Immacolata Concezione e seconda domenica d'Avvento


8 dicembre 1946

   Immacolata Concezione di Maria
   Introito: Salmo 30 (29) 2; Isaia 61, 10.
   Orazione: O Dio, che con l'immacolata Concezione della Vergine preparasti una degna dimora al tuo Figlio, fa', te ne preghiamo, che, come in previsione della morte dello stesso tuo Figliuolo la rendesti immune da ogni macchia, così, per intercessione di Lei, ci conceda di venire a Te purificati.
   Lettura: Proverbi 8, 22-35.
   Graduale: Giuditta 13, 18 (volgata 13, 23); 15, 9 (volgata 15, 10); Cantico dei cantici 4, 7.
   Tratto: Giuditta 15, 9 (15, 10); Salmo 87 (86), 1-3.5; Cantico dei cantici 4, 7.
   Vangelo: Luca 1, 26-28.
   Offertorio: Luca 1, 28.
   Segreta: Accogli, o Signore, l'ostia di salute che ti offriamo nella solennità dell'immacolata Concezione della beata Vergine Maria e fa' che, come cantiamo lei immune da ogni macchia perché prevenuta dalla grazia, così per sua intercessione siamo liberati da ogni colpa.
   Comunione: Cose gloriose sono dette di te, o Maria: perché grandi cose ha compiuto in te colui che è potente.
   Dopocomunione: I sacramenti che abbiamo ricevuti guariscano in noi, o Signore Dio nostro, le ferite di quella colpa dalla quale in modo singolare hai preservato l'immacolata Concezione della beata Maria.
  

   Seconda domenica d'Avvento
   Introito: Salmo 80 (79), 2; Isaia 30, 30.
   Orazione: Eccita, o Signore, i nostri cuori a preparare le vie del tuo Unigenito, affinché per la sua venuta meritiamo di servirti con anima purificata.
   Epistola: Romani 15, 4-13.
   Graduale: Salmo 50 (49), 2-3.5; 122 (121), 1.
   Vangelo: Matteo 11, 2-10.
   Offertorio: Salmo 85 (84), 7-8.
   Segreta: Làsciati placare, te ne preghiamo o Signore, dalle nostre umili suppliche e dalle nostre offerte e, siccome non abbiamo alcun sostegno di meriti, soccorrici coi tuoi aiuti.
   Comunione: Baruc 4, 36; 5, 5.
   Dopocomunione: Saziati dal cibo del nutrimento spirituale, ti supplichiamo umilmente, o Signore, ad insegnarci, con la partecipazione di questo mistero, il disprezzo delle cose terrene e l'amore delle celesti.
  

   Dice Azaria:
   «Meditiamo cantando le glorie di Maria Ss. La S. Messa di questa festività è tutta un inno alla potenza di Dio e alla gloria di Maria.

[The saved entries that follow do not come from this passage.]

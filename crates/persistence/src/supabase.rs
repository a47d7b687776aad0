//! Supabase REST persistence
//!
//! Upserts lead records and conversation transcripts through PostgREST.
//! Both tables key on session_id; repeated writes merge into the same row.

use std::time::Duration;

use async_trait::async_trait;
use chrono::Utc;
use reqwest::Client;
use serde::Serialize;

use lead_agent_core::{ConversationLog, ConversationMessage, Error, LeadProfile, LeadStore, Result};

use crate::PersistenceError;

/// Supabase connection configuration
#[derive(Debug, Clone)]
pub struct SupabaseConfig {
    /// Project base URL, e.g. https://xyz.supabase.co
    pub url: String,
    /// Service role or anon key
    pub api_key: String,
    /// Request timeout
    pub timeout: Duration,
}

impl SupabaseConfig {
    pub fn new(url: impl Into<String>, api_key: impl Into<String>) -> Self {
        Self {
            url: url.into(),
            api_key: api_key.into(),
            timeout: Duration::from_secs(10),
        }
    }
}

/// Lead/conversation store backed by Supabase REST
#[derive(Clone)]
pub struct SupabaseStore {
    client: Client,
    config: SupabaseConfig,
}

impl SupabaseStore {
    pub fn new(config: SupabaseConfig) -> std::result::Result<Self, PersistenceError> {
        if config.url.is_empty() || config.api_key.is_empty() {
            return Err(PersistenceError::Configuration(
                "Supabase URL and key are required".to_string(),
            ));
        }

        let client = Client::builder()
            .timeout(config.timeout)
            .build()
            .map_err(|e| PersistenceError::Configuration(e.to_string()))?;

        Ok(Self { client, config })
    }

    fn table_url(&self, table: &str) -> String {
        format!(
            "{}/rest/v1/{}?on_conflict=session_id",
            self.config.url, table
        )
    }

    async fn upsert<T: Serialize>(
        &self,
        table: &str,
        payload: &T,
    ) -> std::result::Result<(), PersistenceError> {
        let response = self
            .client
            .post(self.table_url(table))
            .header("apikey", &self.config.api_key)
            .header("Authorization", format!("Bearer {}", self.config.api_key))
            .header("Prefer", "resolution=merge-duplicates")
            .json(payload)
            .send()
            .await
            .map_err(|e| PersistenceError::Connection(e.to_string()))?;

        let status = response.status();
        if !status.is_success() {
            let body = response.text().await.unwrap_or_default();
            return Err(PersistenceError::Write(format!(
                "{} upsert failed: HTTP {}: {}",
                table, status, body
            )));
        }

        Ok(())
    }
}

#[derive(Debug, Serialize)]
struct LeadRow<'a> {
    session_id: &'a str,
    investment_type: Option<&'a str>,
    budget: Option<&'a str>,
    property_type: Option<&'a str>,
    bedrooms: Option<&'a str>,
    location: Option<&'a str>,
    name: Option<&'a str>,
    phone_number: Option<&'a str>,
    email: Option<&'a str>,
    language: &'a str,
    urgency: Option<&'a str>,
    score: i32,
    updated_at: String,
}

#[derive(Debug, Serialize)]
struct ConversationRow<'a> {
    session_id: &'a str,
    messages: &'a [ConversationMessage],
    updated_at: String,
}

#[async_trait]
impl LeadStore for SupabaseStore {
    async fn upsert_lead(&self, session_id: &str, profile: &LeadProfile, score: i32) -> Result<()> {
        let row = LeadRow {
            session_id,
            investment_type: profile.investment_type.as_deref(),
            budget: profile.budget_range.as_deref(),
            property_type: profile.property_type.as_deref(),
            bedrooms: profile.bedrooms.as_deref(),
            location: profile.target_location.as_deref(),
            name: profile.name.as_deref(),
            phone_number: profile.phone_number.as_deref(),
            email: profile.email.as_deref(),
            language: &profile.language_preference,
            urgency: profile.urgency.as_deref(),
            score,
            updated_at: Utc::now().to_rfc3339(),
        };

        self.upsert("leads", &row)
            .await
            .map_err(|e| Error::Persistence(e.to_string()))?;

        tracing::debug!(session_id = %session_id, score, "Lead upserted to Supabase");
        Ok(())
    }
}

#[async_trait]
impl ConversationLog for SupabaseStore {
    async fn log_conversation(
        &self,
        session_id: &str,
        messages: &[ConversationMessage],
    ) -> Result<()> {
        let row = ConversationRow {
            session_id,
            messages,
            updated_at: Utc::now().to_rfc3339(),
        };

        self.upsert("conversations", &row)
            .await
            .map_err(|e| Error::Persistence(e.to_string()))?;

        tracing::debug!(
            session_id = %session_id,
            message_count = messages.len(),
            "Conversation logged to Supabase"
        );
        Ok(())
    }
}

#[cfg(test)]
mod tests {
    use super::*;

    #[test]
    fn test_missing_credentials_rejected() {
        let config = SupabaseConfig::new("", "");
        assert!(SupabaseStore::new(config).is_err());
    }

    #[test]
    fn test_table_url_upserts_on_session_id() {
        let store =
            SupabaseStore::new(SupabaseConfig::new("https://xyz.supabase.co", "key")).unwrap();
        assert_eq!(
            store.table_url("leads"),
            "https://xyz.supabase.co/rest/v1/leads?on_conflict=session_id"
        );
    }

    #[test]
    fn test_lead_row_serialization() {
        let mut profile = LeadProfile::default();
        profile.property_type = Some("Villa".to_string());
        profile.name = Some("John Smith".to_string());

        let row = LeadRow {
            session_id: "s1",
            investment_type: profile.investment_type.as_deref(),
            budget: profile.budget_range.as_deref(),
            property_type: profile.property_type.as_deref(),
            bedrooms: profile.bedrooms.as_deref(),
            location: profile.target_location.as_deref(),
            name: profile.name.as_deref(),
            phone_number: profile.phone_number.as_deref(),
            email: profile.email.as_deref(),
            language: &profile.language_preference,
            urgency: profile.urgency.as_deref(),
            score: 30,
            updated_at: "2025-01-01T00:00:00Z".to_string(),
        };

        let json = serde_json::to_value(&row).unwrap();
        assert_eq!(json["session_id"], "s1");
        assert_eq!(json["property_type"], "Villa");
        assert_eq!(json["score"], 30);
        assert!(json["budget"].is_null());
    }
}
//! Collaborator traits at the core's seams
//!
//! The decision core only needs narrow interfaces to the outside world:
//! generate a reply, read/write the lead record and transcript, and request
//! a notification. Implementations live in the llm, persistence, and notify
//! crates; tests inject recording doubles.

use async_trait::async_trait;

use crate::conversation::{ConversationMessage, ConversationState, ModelTier};
use crate::error::Result;
use crate::profile::LeadProfile;

/// Reply used whenever response generation fails or times out. Part of the
/// `Responder` contract: a degraded reply, never an error into the pipeline.
pub const APOLOGY_REPLY: &str = "I apologize, but I am having trouble connecting to my brain \
     right now. Please try again in a moment.";

/// Generates the assistant reply for a turn.
///
/// Infallible by contract: implementations catch their own transport errors
/// and return a fixed apology reply instead. A failed or degraded reply must
/// never prevent extraction from running against the user's message.
#[async_trait]
pub trait Responder: Send + Sync {
    async fn generate(
        &self,
        state: &ConversationState,
        user_message: &str,
        tier: ModelTier,
    ) -> String;
}

/// Durable lead record storage. Best-effort; failures are logged by the
/// caller, not retried inline.
#[async_trait]
pub trait LeadStore: Send + Sync {
    async fn upsert_lead(
        &self,
        session_id: &str,
        profile: &LeadProfile,
        score: i32,
    ) -> Result<()>;
}

/// Durable conversation transcript storage. Best-effort.
#[async_trait]
pub trait ConversationLog: Send + Sync {
    async fn log_conversation(
        &self,
        session_id: &str,
        messages: &[ConversationMessage],
    ) -> Result<()>;
}

/// Outbound notifications to the sales team. Best-effort and fire-and-forget
/// from the pipeline's perspective.
#[async_trait]
pub trait Notifier: Send + Sync {
    async fn send_sms(&self, profile: &LeadProfile) -> Result<()>;

    async fn send_email(&self, profile: &LeadProfile, session_id: &str) -> Result<()>;

    async fn trigger_call(&self) -> Result<()>;
}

Mettiamoci, per ben comprenderla questa liturgia di luce e fuoco, nei sentimenti della Regina e Maestra di ogni creatura che ami il Signore.

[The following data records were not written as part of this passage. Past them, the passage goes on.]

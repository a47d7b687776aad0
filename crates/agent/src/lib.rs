//! Lead qualification decision core
//!
//! Features:
//! - Lead scoring with contact-weighted heuristics
//! - Qualification classification (INITIAL / DISCOVERY / QUALIFIED)
//! - Escalation routing between local and cloud model tiers
//! - The per-turn qualification workflow as an explicit node pipeline
//!
//! The scorer, classifier, and router are pure and safe to share across
//! tasks. The workflow serializes nothing itself; per-session exclusion is
//! the caller's job (the server holds one lock per session).

pub mod qualification;
pub mod router;
pub mod scoring;
pub mod workflow;

pub use qualification::QualificationClassifier;
pub use router::EscalationRouter;
pub use scoring::LeadScorer;
pub use workflow::{
    should_notify, ExtractNode, LogTranscriptNode, NotifyPersistNode, QualificationWorkflow,
    RespondNode, ScoreClassifyNode, TurnState, UpdateAttemptsNode, WorkflowConfig, WorkflowNode,
};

   Regina e Maestra! Degli uomini. Ma anche degli angeli. Vi sono misteri che voi non sapete, che non ci è concesso di svelare completamente. Ma sollevarne un velo è concesso perché qualche anima molto amata ne goda. Ed io lo sollevo per te. Un lembo di velo. Dall'ostacolo rimosso ti si concederà di affissare lo sguardo spirituale sull'infinita Luce che è il Cielo, e nella Luce meglio comprenderai. Guarda, ascolta e sii beata.
   Quando il peccato di Lucifero sconvolse l'ordine del Paradiso e travolse nel disordine gli spiriti meno fedeli, un grande orrore ci percosse tutti, quasi che qualcosa si fosse lacerato, si fosse distrutto, e senza speranza di vederlo risorgere più. In realtà ciò era. Si era distrutta quella completa carità che prima era sola esistente lassù, ed era crollata in una voragine dalla quale uscivano fetori d'Inferno.

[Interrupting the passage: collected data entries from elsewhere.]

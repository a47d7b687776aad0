//! Lead agent server entry point

use std::net::SocketAddr;

use tracing_subscriber::{layer::SubscriberExt, util::SubscriberInitExt, Layer};

use lead_agent_config::{load_settings, Settings};
use lead_agent_server::{create_router, AppState};

#[tokio::main]
async fn main() -> Result<(), Box<dyn std::error::Error>> {
    // Priority: env vars > config/{env}.yaml > config/default.yaml > defaults
    let env = std::env::var("LEAD_AGENT_ENV").ok();
    let config = match load_settings(env.as_deref()) {
        Ok(settings) => settings,
        Err(e) => {
            // Tracing not yet initialized, use eprintln for early logging
            eprintln!("Warning: Failed to load config: {}. Using defaults.", e);
            Settings::default()
        }
    };

    init_tracing(&config);

    tracing::info!("Starting lead agent server v{}", env!("CARGO_PKG_VERSION"));
    tracing::info!(
        config_env = env.as_deref().unwrap_or("default"),
        local_model = %config.llm.local_model,
        cloud_model = %config.llm.cloud_model,
        persistence = config.persistence.enabled,
        simulate_notifications = config.notifications.simulate,
        "Configuration loaded"
    );

    let port = config.server.port;
    let state = AppState::from_settings(config)?;

    // Background expiry of idle sessions
    let _cleanup_shutdown = state.sessions.start_cleanup_task();

    let app = create_router(state);

    let addr = SocketAddr::from(([0, 0, 0, 0], port));
    tracing::info!("Listening on {}", addr);

    let listener = tokio::net::TcpListener::bind(addr).await?;
    axum::serve(listener, app)
        .with_graceful_shutdown(shutdown_signal())
        .await?;

    tracing::info!("Server shutdown complete");
    Ok(())
}

/// Wait for shutdown signal (Ctrl+C or SIGTERM)
async fn shutdown_signal() {
    let ctrl_c = async {
        tokio::signal::ctrl_c()
            .await
            .expect("Failed to install Ctrl+C handler");
    };

    #[cfg(unix)]
    let terminate = async {
        tokio::signal::unix::signal(tokio::signal::unix::SignalKind::terminate())
            .expect("Failed to install SIGTERM handler")
            .recv()
            .await;
    };

    #[cfg(not(unix))]
    let terminate = std::future::pending::<()>();

    tokio::select! {
        _ = ctrl_c => {
            tracing::info!("Received Ctrl+C, initiating graceful shutdown...");
        }
        _ = terminate => {
            tracing::info!("Received SIGTERM, initiating graceful shutdown...");
        }
    }
}

/// Initialize tracing from observability settings
fn init_tracing(config: &Settings) {
    let env_filter = tracing_subscriber::EnvFilter::try_from_default_env().unwrap_or_else(|_| {
        let level = &config.observability.log_level;
        format!("lead_agent={},tower_http=debug", level).into()
    });

    let subscriber = tracing_subscriber::registry().with(env_filter);
    let fmt_layer = if config.observability.log_json {
        tracing_subscriber::fmt::layer().json().boxed()
    } else {
        tracing_subscriber::fmt::layer().boxed()
    };
    subscriber.with(fmt_layer).init();
}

   Si era distrutta l'assoluta carità degli angeli, ed era sorto l'Odio. Sbigottiti, come lo si può essere in Cielo, noi, i fedeli al Signore, piangemmo per il dolore di Dio e per il corruccio suo. Piangemmo sulla manomessa pace del Paradiso, sull'ordine violato, sulla fragilità degli spiriti. Non ci sentimmo più sicuri di essere impeccabili, perché fatti di puro spirito. Lucifero e i suoi uguali ci avevano provato che anche l'angelo può peccare e divenire demonio. Sentimmo che la superbia poteva, era latente, e poteva svilupparsi in noi. Tememmo che nessuno, fuorché Dio, potesse resistere ad essa se Lucifero aveva ad essa ceduto. Tremammo per queste forze oscure che non pensavamo potessero invaderci, che potrei dire: ignoravamo che esistessero, e che brutalmente ci si disvelavano. Abbattuti, ci chiedevamo, con palpiti di luce: "Ma dunque l'esser così puri non serve? Chi mai allora darà a Dio l'amore che Egli esige e merita, se anche noi siamo soggetti a peccare?".
   Ecco allora che, alzando il nostro contemplare dall'abisso e dalla desolazione alla Divinità, e fissando il suo Splendore, con un timore sino allora ignorato, contemplammo la seconda Rivelazione del Pensiero Eterno. E se per la conoscenza della prima venne il Disordine creato dai superbi che non vollero adorare la Parola Divina, per la conoscenza della seconda tornò in noi la pace che si era turbata.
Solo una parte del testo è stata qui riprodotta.